# WHAT THIS TASK INVOLVES:
Reproduce precisely the lines between the start of the data below and the line with "pub enum Tint", both included.

# THE DATA:

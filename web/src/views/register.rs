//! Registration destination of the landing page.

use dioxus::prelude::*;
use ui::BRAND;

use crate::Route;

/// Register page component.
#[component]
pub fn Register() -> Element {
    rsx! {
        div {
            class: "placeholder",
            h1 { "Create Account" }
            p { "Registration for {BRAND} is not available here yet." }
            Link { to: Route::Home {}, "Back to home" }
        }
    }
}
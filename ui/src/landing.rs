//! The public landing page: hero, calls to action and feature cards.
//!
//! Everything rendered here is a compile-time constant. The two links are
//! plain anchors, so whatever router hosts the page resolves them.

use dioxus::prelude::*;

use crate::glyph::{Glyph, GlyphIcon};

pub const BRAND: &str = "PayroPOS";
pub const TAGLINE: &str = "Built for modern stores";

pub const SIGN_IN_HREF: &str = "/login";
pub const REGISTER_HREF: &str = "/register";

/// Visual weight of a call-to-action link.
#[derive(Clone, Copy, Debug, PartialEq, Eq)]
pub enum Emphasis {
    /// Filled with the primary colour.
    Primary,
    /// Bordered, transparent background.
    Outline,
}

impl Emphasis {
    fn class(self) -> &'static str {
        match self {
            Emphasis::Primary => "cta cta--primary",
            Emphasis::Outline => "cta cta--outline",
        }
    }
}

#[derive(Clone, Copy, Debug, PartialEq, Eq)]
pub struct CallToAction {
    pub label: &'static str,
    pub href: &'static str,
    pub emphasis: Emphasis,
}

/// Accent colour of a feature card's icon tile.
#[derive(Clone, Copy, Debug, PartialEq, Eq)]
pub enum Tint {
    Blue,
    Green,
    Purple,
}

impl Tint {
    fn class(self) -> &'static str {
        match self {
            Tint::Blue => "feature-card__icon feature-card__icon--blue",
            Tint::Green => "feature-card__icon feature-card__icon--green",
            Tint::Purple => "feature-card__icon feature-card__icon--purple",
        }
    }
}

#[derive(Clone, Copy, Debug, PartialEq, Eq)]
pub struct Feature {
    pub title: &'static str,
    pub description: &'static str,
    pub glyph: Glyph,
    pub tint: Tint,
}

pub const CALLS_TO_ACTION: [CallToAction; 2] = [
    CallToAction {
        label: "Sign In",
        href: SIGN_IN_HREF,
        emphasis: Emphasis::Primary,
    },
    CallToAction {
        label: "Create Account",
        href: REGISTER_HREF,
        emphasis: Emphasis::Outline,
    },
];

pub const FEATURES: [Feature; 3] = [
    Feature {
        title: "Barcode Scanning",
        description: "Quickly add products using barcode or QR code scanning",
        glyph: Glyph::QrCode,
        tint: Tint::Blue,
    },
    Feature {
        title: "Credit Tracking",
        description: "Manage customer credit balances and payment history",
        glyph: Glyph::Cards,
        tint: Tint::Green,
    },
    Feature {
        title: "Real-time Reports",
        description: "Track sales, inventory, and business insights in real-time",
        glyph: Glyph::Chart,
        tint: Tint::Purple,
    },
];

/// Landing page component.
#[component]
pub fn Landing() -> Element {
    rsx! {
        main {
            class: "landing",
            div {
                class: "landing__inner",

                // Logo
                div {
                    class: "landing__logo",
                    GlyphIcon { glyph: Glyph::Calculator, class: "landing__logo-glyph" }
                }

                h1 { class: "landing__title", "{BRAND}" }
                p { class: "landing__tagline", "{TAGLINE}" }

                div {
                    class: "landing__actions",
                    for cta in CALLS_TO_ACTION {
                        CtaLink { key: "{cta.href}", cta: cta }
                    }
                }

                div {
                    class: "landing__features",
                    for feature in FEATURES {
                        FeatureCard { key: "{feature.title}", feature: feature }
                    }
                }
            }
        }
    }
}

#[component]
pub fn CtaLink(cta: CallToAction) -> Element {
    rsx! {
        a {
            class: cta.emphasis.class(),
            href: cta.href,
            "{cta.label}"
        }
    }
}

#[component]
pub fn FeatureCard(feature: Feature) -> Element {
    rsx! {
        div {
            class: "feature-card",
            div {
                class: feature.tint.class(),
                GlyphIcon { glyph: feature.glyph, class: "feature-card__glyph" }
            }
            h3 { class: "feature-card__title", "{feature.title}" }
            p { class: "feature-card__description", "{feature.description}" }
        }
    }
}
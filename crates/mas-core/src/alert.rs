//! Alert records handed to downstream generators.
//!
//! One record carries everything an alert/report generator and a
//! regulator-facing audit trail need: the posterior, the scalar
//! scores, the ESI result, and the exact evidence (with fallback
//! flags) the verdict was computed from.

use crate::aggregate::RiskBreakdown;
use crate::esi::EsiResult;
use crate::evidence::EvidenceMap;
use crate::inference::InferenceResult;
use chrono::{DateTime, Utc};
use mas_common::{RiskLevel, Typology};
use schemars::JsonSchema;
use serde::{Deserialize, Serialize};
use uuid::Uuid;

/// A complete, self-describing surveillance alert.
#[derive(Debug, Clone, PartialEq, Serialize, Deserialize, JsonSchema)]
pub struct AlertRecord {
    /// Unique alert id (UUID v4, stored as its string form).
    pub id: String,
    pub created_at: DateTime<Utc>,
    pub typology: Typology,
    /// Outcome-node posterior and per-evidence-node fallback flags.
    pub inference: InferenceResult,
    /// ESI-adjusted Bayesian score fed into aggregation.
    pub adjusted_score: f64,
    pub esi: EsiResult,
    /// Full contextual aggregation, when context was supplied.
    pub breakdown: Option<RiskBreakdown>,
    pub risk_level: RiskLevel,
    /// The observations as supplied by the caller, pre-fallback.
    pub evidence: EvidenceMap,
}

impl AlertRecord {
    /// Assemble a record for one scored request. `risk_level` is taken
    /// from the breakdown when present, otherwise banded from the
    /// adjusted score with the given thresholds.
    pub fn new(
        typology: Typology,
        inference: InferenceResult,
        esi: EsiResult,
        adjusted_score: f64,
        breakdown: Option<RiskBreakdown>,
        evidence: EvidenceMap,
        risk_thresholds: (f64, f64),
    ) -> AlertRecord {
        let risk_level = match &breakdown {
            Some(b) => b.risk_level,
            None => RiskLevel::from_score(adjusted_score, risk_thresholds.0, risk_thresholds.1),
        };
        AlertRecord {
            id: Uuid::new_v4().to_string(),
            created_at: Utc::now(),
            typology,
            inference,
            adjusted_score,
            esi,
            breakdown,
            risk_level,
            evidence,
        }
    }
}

# WRITTEN ANSWER:
filename web/src/views/register.rs
//! Registration destination of the landing page.

use dioxus::prelude::*;
use ui::BRAND;

use crate::Route;

/// Register page component.
#[component]
pub fn Register() -> Element {
    rsx! {
        div {
            class: "placeholder",
            h1 { "Create Account" }
            p { "Registration for {BRAND} is not available here yet." }
            Link { to: Route::Home {}, "Back to home" }
        }
    }
}
filename ui/src/landing.rs
//! The public landing page: hero, calls to action and feature cards.
//!
//! Everything rendered here is a compile-time constant. The two links are
//! plain anchors, so whatever router hosts the page resolves them.

use dioxus::prelude::*;

use crate::glyph::{Glyph, GlyphIcon};

pub const BRAND: &str = "PayroPOS";
pub const TAGLINE: &str = "Built for modern stores";

pub const SIGN_IN_HREF: &str = "/login";
pub const REGISTER_HREF: &str = "/register";

/// Visual weight of a call-to-action link.
#[derive(Clone, Copy, Debug, PartialEq, Eq)]
pub enum Emphasis {
    /// Filled with the primary colour.
    Primary,
    /// Bordered, transparent background.
    Outline,
}

impl Emphasis {
    fn class(self) -> &'static str {
        match self {
            Emphasis::Primary => "cta cta--primary",
            Emphasis::Outline => "cta cta--outline",
        }
    }
}

#[derive(Clone, Copy, Debug, PartialEq, Eq)]
pub struct CallToAction {
    pub label: &'static str,
    pub href: &'static str,
    pub emphasis: Emphasis,
}

/// Accent colour of a feature card's icon tile.
#[derive(Clone, Copy, Debug, PartialEq, Eq)]
pub enum Tint {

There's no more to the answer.